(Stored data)

#####

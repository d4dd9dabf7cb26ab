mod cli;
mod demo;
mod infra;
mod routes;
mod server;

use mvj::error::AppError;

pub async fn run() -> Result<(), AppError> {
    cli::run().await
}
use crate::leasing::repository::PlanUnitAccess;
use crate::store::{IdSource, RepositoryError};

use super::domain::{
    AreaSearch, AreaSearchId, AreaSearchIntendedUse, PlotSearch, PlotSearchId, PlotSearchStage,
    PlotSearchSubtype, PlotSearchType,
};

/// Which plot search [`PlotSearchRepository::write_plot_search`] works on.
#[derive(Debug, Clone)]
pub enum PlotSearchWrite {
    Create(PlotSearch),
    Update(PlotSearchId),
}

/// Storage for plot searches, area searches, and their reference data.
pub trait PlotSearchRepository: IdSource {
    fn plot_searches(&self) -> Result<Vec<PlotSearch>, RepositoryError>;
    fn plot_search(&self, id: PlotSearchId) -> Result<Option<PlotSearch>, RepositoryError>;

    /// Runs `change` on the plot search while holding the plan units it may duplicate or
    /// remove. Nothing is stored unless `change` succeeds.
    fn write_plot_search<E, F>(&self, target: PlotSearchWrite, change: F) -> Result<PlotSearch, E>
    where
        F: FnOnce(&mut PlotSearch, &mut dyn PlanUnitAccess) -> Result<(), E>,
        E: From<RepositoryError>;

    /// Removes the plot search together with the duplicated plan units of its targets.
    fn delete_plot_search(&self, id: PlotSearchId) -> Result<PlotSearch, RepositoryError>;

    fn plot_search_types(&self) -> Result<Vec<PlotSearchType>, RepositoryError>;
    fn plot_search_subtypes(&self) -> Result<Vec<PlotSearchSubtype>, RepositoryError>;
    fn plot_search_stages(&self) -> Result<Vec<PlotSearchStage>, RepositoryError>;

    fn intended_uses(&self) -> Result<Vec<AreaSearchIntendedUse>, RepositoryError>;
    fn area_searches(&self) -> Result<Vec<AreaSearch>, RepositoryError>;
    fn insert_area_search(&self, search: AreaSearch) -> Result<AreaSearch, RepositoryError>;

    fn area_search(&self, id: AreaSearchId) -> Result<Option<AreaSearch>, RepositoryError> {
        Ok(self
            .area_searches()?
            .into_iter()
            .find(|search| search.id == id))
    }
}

#####

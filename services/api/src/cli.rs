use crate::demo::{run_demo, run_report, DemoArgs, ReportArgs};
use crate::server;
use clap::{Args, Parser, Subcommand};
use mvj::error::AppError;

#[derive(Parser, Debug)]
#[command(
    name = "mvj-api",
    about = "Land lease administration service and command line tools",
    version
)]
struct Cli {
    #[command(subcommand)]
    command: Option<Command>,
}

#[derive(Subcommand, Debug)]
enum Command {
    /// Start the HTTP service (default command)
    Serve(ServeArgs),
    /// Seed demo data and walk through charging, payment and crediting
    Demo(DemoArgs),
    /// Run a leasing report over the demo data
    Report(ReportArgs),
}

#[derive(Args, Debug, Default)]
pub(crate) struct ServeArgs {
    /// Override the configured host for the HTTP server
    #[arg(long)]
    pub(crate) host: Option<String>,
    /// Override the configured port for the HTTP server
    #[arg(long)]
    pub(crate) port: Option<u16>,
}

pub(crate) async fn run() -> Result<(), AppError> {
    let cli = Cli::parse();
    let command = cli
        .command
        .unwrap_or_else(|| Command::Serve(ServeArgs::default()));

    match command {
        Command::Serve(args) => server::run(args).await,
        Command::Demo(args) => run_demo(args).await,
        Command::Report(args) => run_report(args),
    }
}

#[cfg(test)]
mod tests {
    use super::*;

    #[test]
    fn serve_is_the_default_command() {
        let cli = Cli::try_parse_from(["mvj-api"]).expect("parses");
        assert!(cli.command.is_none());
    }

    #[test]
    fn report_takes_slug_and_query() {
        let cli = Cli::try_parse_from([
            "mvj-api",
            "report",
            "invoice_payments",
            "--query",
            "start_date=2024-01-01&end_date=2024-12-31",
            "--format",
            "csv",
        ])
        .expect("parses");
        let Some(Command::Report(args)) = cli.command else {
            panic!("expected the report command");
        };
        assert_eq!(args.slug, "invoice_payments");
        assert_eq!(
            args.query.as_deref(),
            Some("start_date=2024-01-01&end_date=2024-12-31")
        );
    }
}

#####

▸ YOUR INSTRUCTIONS:
Scan the records above for the lines holding "repository d4dd9dabf7cb26ab" and "may duplicate or". Transcribe those two and every line between them word for word, and no others.

▸ YOUR RESPONSE:
repository d4dd9dabf7cb26ab
mod cli;
mod demo;
mod infra;
mod routes;
mod server;

use mvj::error::AppError;

pub async fn run() -> Result<(), AppError> {
    cli::run().await
}
use crate::leasing::repository::PlanUnitAccess;
use crate::store::{IdSource, RepositoryError};

use super::domain::{
    AreaSearch, AreaSearchId, AreaSearchIntendedUse, PlotSearch, PlotSearchId, PlotSearchStage,
    PlotSearchSubtype, PlotSearchType,
};

/// Which plot search [`PlotSearchRepository::write_plot_search`] works on.
#[derive(Debug, Clone)]
pub enum PlotSearchWrite {
    Create(PlotSearch),
    Update(PlotSearchId),
}

/// Storage for plot searches, area searches, and their reference data.
pub trait PlotSearchRepository: IdSource {
    fn plot_searches(&self) -> Result<Vec<PlotSearch>, RepositoryError>;
    fn plot_search(&self, id: PlotSearchId) -> Result<Option<PlotSearch>, RepositoryError>;

    /// Runs `change` on the plot search while holding the plan units it may duplicate or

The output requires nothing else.